The merger would also impact the wholesale channel, as both companies self-distribute and contract to third party wholesalers. Combined wholesale contracts will put additional cost and delivery pressures on suppliers. And since Kroger and Albertsons also operate their own warehouses in and around cities where they currently compete, the merger will most likely lead to wholesale operations being combined or rationalized, affecting hundreds of blue collar jobs. The omnichannel capabilities of the merged company would also have to be sorted out. Kroger has utilized Ocado for automated fulfillment in many markets and has historically been an early adapter of digital platforms for customer acquisition and retention, while Albertson’s has leveraged omnichannel programs alongside partnerships with Uber
In the New Deal era, Congress passed the Robinson-Patman Act to scrutinize the anti-competitive practices and buying power of larger grocery chains. The breakup of A&P, which at its peak only controlled 12% of the U.S. grocery market, was a result of Robinson Patman antitrust enforcement. But non-enforcement of antitrust as regulators became enamored of consumer sovereignty mythologies in the ensuing decades, alongside race to the bottom pricing and a hand-in-glove fit with chemical intensive, industrial agriculture supply chains and packaged foods production, has enabled an ever more concentrated grocery market, with Walmart owning more than 50% market share in dozens of cities and the Walton heirs dominating billionaire lists. The results have been crystal clear during the Covid-19 era: fragile, just-in-time supply chains that can’t shift with erratic demand and profit-driven price inflation that has led to the highest rates of food at home prices in decades.
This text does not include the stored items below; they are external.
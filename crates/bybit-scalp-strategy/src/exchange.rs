/*
[INPUT]:  Order intents from the engine, BybitClient for execution
[OUTPUT]: Exchange port trait plus the live HTTP-backed implementation
[POS]:    Port layer - the five operations the engine consumes
[UPDATE]: When the engine needs new exchange operations
*/

use std::future::Future;
use std::pin::Pin;

use rust_decimal::Decimal;
use uuid::Uuid;

use bybit_scalp_adapter::{
    BybitClient, Category, CreateOrderRequest, OrderStatus, OrderType, OrderbookTop,
    Result as AdapterResult, Side, TimeInForce,
};

pub type ExchangeFuture<'a, T> = Pin<Box<dyn Future<Output = AdapterResult<T>> + Send + 'a>>;

/// Order state as the engine sees it. Everything that is neither working nor
/// filled collapses into `Other`.
#[derive(Debug, Clone, Copy, PartialEq, Eq)]
pub enum OrderState {
    New,
    PartiallyFilled,
    Filled,
    Other,
}

impl From<OrderStatus> for OrderState {
    fn from(status: OrderStatus) -> Self {
        match status {
            OrderStatus::New | OrderStatus::Untriggered => OrderState::New,
            OrderStatus::PartiallyFilled => OrderState::PartiallyFilled,
            OrderStatus::Filled => OrderState::Filled,
            _ => OrderState::Other,
        }
    }
}

#[derive(Debug, Clone)]
pub struct OrderSnapshot {
    pub state: OrderState,
    pub cum_exec_qty: Decimal,
}

/// The five operations the engine drives the exchange with.
///
/// `cancel` must be idempotent from the caller's view: canceling an order the
/// exchange no longer knows succeeds. `status` returns `None` for unknown
/// ids, which callers treat as "not filled yet".
pub trait Exchange: Send + Sync {
    fn place_limit(&self, side: Side, price: Decimal, qty: Decimal) -> ExchangeFuture<'_, String>;

    fn place_market(&self, side: Side, qty: Decimal) -> ExchangeFuture<'_, String>;

    fn cancel<'a>(&'a self, order_id: &'a str) -> ExchangeFuture<'a, ()>;

    fn status<'a>(&'a self, order_id: &'a str) -> ExchangeFuture<'a, Option<OrderSnapshot>>;

    fn orderbook_top(&self) -> ExchangeFuture<'_, OrderbookTop>;
}

/// HTTP-backed exchange port for one symbol.
#[derive(Debug)]
pub struct LiveExchange {
    client: BybitClient,
    category: Category,
    symbol: String,
}

impl LiveExchange {
    pub fn new(client: BybitClient, category: Category, symbol: impl Into<String>) -> Self {
        Self {
            client,
            category,
            symbol: symbol.into(),
        }
    }

    pub fn client(&self) -> &BybitClient {
        &self.client
    }

    fn order_request(
        &self,
        side: Side,
        order_type: OrderType,
        price: Option<Decimal>,
        qty: Decimal,
    ) -> CreateOrderRequest {
        CreateOrderRequest {
            category: self.category,
            symbol: self.symbol.clone(),
            side,
            order_type,
            qty,
            price,
            time_in_force: match order_type {
                OrderType::Limit => Some(TimeInForce::Gtc),
                OrderType::Market => Some(TimeInForce::Ioc),
            },
            order_link_id: Some(format!("scalp-{}", Uuid::new_v4())),
        }
    }
}

impl Exchange for LiveExchange {
    fn place_limit(&self, side: Side, price: Decimal, qty: Decimal) -> ExchangeFuture<'_, String> {
        let req = self.order_request(side, OrderType::Limit, Some(price), qty);
        Box::pin(async move {
            let ack = self.client.create_order(&req).await?;
            Ok(ack.order_id)
        })
    }

    fn place_market(&self, side: Side, qty: Decimal) -> ExchangeFuture<'_, String> {
        let req = self.order_request(side, OrderType::Market, None, qty);
        Box::pin(async move {
            let ack = self.client.create_order(&req).await?;
            Ok(ack.order_id)
        })
    }

    fn cancel<'a>(&'a self, order_id: &'a str) -> ExchangeFuture<'a, ()> {
        Box::pin(async move {
            match self
                .client
                .cancel_order(self.category, &self.symbol, order_id)
                .await
            {
                Ok(_) => Ok(()),
                // Already filled or never accepted: settled, not an error.
                Err(err) if err.is_unknown_order() => Ok(()),
                Err(err) => Err(err),
            }
        })
    }

    fn status<'a>(&'a self, order_id: &'a str) -> ExchangeFuture<'a, Option<OrderSnapshot>> {
        Box::pin(async move {
            let detail = self
                .client
                .order_status(self.category, &self.symbol, order_id)
                .await?;
            Ok(detail.map(|detail| OrderSnapshot {
                state: detail.order_status.into(),
                cum_exec_qty: detail.cum_exec_qty,
            }))
        })
    }

    fn orderbook_top(&self) -> ExchangeFuture<'_, OrderbookTop> {
        Box::pin(async move { self.client.orderbook_top(self.category, &self.symbol).await })
    }
}
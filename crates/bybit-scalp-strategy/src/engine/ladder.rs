/*
[INPUT]:  Book-top snapshots and exchange order status
[OUTPUT]: A maintained BUY ladder below the best bid
[POS]:    Strategy layer - BUY order reconciliation, TTL, reprice, top-up
[UPDATE]: When ladder maintenance rules change
*/

use rust_decimal::Decimal;
use tokio::time::Instant;
use tracing::{debug, info, warn};

use bybit_scalp_adapter::{OrderbookTop, Side};

use crate::book::BuyOrder;
use crate::exchange::{Exchange, OrderState};
use crate::price::{layer_price, round_to_tick, tick_distance};

use super::ScalpEngine;

impl ScalpEngine {
    /// Walk every open BUY: settle fills, then enforce the TTL and the
    /// drift-reprice policy on whatever is still resting.
    pub(super) async fn reconcile_buys(&mut self, exchange: &dyn Exchange, top: OrderbookTop) {
        let now = Instant::now();

        for order_id in self.book.buy_ids() {
            match exchange.status(&order_id).await {
                Ok(Some(snapshot)) => match snapshot.state {
                    OrderState::Filled => {
                        if let Some(buy) = self.book.remove_buy(&order_id) {
                            self.stats.buys_filled += 1;
                            self.last_buy_fill = Some(now);
                            let qty = if snapshot.cum_exec_qty > Decimal::ZERO {
                                snapshot.cum_exec_qty
                            } else {
                                buy.qty
                            };
                            info!(price = %buy.price, %qty, "buy filled");
                            self.create_tp(exchange, buy.price, qty).await;
                        }
                        continue;
                    }
                    OrderState::PartiallyFilled => {
                        if let Some(buy) = self.book.buy_mut(&order_id) {
                            buy.filled_qty = snapshot.cum_exec_qty;
                        }
                    }
                    OrderState::New | OrderState::Other => {}
                },
                Ok(None) => {
                    // A just-placed order may be invisible for a tick; treat
                    // as not filled and keep it.
                    debug!(%order_id, "buy not yet visible on exchange");
                }
                Err(err) => {
                    warn!(error = %err, %order_id, "buy status query failed");
                    continue;
                }
            }

            let Some(buy) = self.book.buy(&order_id) else {
                continue;
            };

            let age = now.saturating_duration_since(buy.placed_at);
            if age >= self.config.buy_ttl() {
                let (price, filled) = (buy.price, buy.filled_qty);
                match exchange.cancel(&order_id).await {
                    Ok(()) => {
                        self.stats.buys_canceled += 1;
                        info!(%price, age_ms = age.as_millis() as u64, "buy expired; canceled");
                        self.book.remove_buy(&order_id);
                        if filled > Decimal::ZERO {
                            self.last_buy_fill = Some(now);
                            self.create_tp(exchange, price, filled).await;
                        }
                    }
                    Err(err) => warn!(error = %err, %order_id, "expired buy cancel failed"),
                }
                continue;
            }

            let drift = tick_distance(buy.price, top.best_bid, self.config.tick_size);
            if drift >= Decimal::from(self.config.reprice_ticks) {
                let (price, filled) = (buy.price, buy.filled_qty);
                // Partial inventory exits through a TP before the order goes.
                if filled > Decimal::ZERO {
                    self.create_tp(exchange, price, filled).await;
                }
                match exchange.cancel(&order_id).await {
                    Ok(()) => {
                        self.stats.buys_canceled += 1;
                        info!(%price, best_bid = %top.best_bid, "buy drifted; canceled for reprice");
                    }
                    Err(err) => warn!(error = %err, %order_id, "drifted buy cancel failed"),
                }
                self.book.remove_buy(&order_id);
            }
        }
    }

    /// Fill every vacant layer with a fresh BUY, closest layers first.
    pub(super) async fn top_up_ladder(&mut self, exchange: &dyn Exchange, top: OrderbookTop) {
        let cooldown = self.config.wait_after_buy_fill();
        if !cooldown.is_zero()
            && let Some(last_fill) = self.last_buy_fill
        {
            let since = Instant::now().saturating_duration_since(last_fill);
            if since < cooldown {
                debug!(
                    since_ms = since.as_millis() as u64,
                    "post-fill cooldown; ladder top-up skipped"
                );
                return;
            }
        }

        for layer in 0..self.config.max_buy_orders {
            if self.book.buy_count() as u32 >= self.config.max_buy_orders {
                break;
            }
            if self.book.has_layer(layer) {
                continue;
            }

            let mut price = layer_price(
                top.best_bid,
                layer,
                self.config.offset_ticks,
                self.config.layer_step_ticks,
                self.config.tick_size,
            );

            // After drift the grid may land on an already-open order. Bump
            // one step toward the bid; two collisions in a row means there is
            // no room for this layer.
            let mut displaced: Option<String> = None;
            if let Some(colliding) = self.book.buy_at_price(price, self.config.tick_size) {
                let bumped = round_to_tick(
                    price + Decimal::from(self.config.layer_step_ticks) * self.config.tick_size,
                    self.config.tick_size,
                );
                if self.book.buy_at_price(bumped, self.config.tick_size).is_some() {
                    debug!(layer, %price, "layer collision with no room to reshuffle; skipped");
                    continue;
                }
                displaced = Some(colliding.order_id.clone());
                price = bumped;
            }

            match exchange.place_limit(Side::Buy, price, self.config.order_qty).await {
                Ok(order_id) => {
                    self.stats.buys_created += 1;

                    let mut assigned_layer = layer;
                    if let Some(displaced_id) = displaced
                        && let Some(other) = self.book.buy_mut(&displaced_id)
                    {
                        // Indices follow price order: the bumped order sits
                        // closer to the bid, so it takes the lower index and
                        // pushes the colliding order outward.
                        let closer = other.layer.min(layer);
                        let outer = other.layer.max(layer);
                        other.layer = outer;
                        assigned_layer = closer;
                    }

                    debug!(%price, layer = assigned_layer, %order_id, "buy placed");
                    self.book.push_buy(BuyOrder {
                        order_id,
                        price,
                        qty: self.config.order_qty,
                        filled_qty: Decimal::ZERO,
                        layer: assigned_layer,
                        placed_at: Instant::now(),
                    });
                }
                Err(err) => warn!(error = %err, %price, layer, "buy placement failed"),
            }
        }
    }

    /// While a market sell is pending the ladder stands down completely.
    pub(super) async fn cancel_remaining_buys(&mut self, exchange: &dyn Exchange) {
        if self.book.buy_count() == 0 {
            return;
        }
        info!(
            count = self.book.buy_count(),
            "waiting on market sell; canceling open buys"
        );
        for order_id in self.book.buy_ids() {
            match exchange.cancel(&order_id).await {
                Ok(()) => {
                    self.stats.buys_canceled += 1;
                    self.book.remove_buy(&order_id);
                }
                Err(err) => warn!(error = %err, %order_id, "buy cancel failed while waiting"),
            }
        }
    }
}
Regulators and policy makers should do more than just block the Kroger and Albertsons merger. Nor should the grocery industry be a quarterly ATM for investors. The grocery industry is far too concentrated and suppliers, employees and consumers would all benefit from disaggregating the grocery giants. The goal should be a food industry organized through retail and wholesale cooperatives, independents and a public food sector that operationalizes a right to food. The vital role played by grocers should reflect the diversity, regionalism and fairness that communities deserve and expect.